::: DATA SECTION :::

use crate::accounts::domain::UserId;

use super::domain::{Order, OrderId};

/// Storage abstraction for purchase orders.
///
/// `for_user` and `all` return orders in insertion order; callers apply their
/// own presentation ordering.
pub trait OrderStore: Send + Sync {
    fn insert(&self, order: Order) -> Result<Order, OrderStoreError>;
    fn update(&self, order: Order) -> Result<(), OrderStoreError>;
    fn fetch(&self, id: &OrderId) -> Result<Option<Order>, OrderStoreError>;
    fn for_user(&self, user_id: &UserId) -> Result<Vec<Order>, OrderStoreError>;
    fn all(&self) -> Result<Vec<Order>, OrderStoreError>;
}

#[derive(Debug, thiserror::Error)]
pub enum OrderStoreError {
    #[error("order already exists")]
    Conflict,
    #[error("order not found")]
    NotFound,
    #[error("order store unavailable: {0}")]
    Unavailable(String),
}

:::

=== WORK INSTRUCTION ===
Return all of the data precisely as it appears.

=== SOLUTION TO THIS TASK ===
use crate::accounts::domain::UserId;

use super::domain::{Order, OrderId};

/// Storage abstraction for purchase orders.
///
/// `for_user` and `all` return orders in insertion order; callers apply their
/// own presentation ordering.
pub trait OrderStore: Send + Sync {
    fn insert(&self, order: Order) -> Result<Order, OrderStoreError>;
    fn update(&self, order: Order) -> Result<(), OrderStoreError>;
    fn fetch(&self, id: &OrderId) -> Result<Option<Order>, OrderStoreError>;
    fn for_user(&self, user_id: &UserId) -> Result<Vec<Order>, OrderStoreError>;
    fn all(&self) -> Result<Vec<Order>, OrderStoreError>;
}

#[derive(Debug, thiserror::Error)]
pub enum OrderStoreError {
    #[error("order already exists")]
    Conflict,
    #[error("order not found")]
    NotFound,
    #[error("order store unavailable: {0}")]
    Unavailable(String),
}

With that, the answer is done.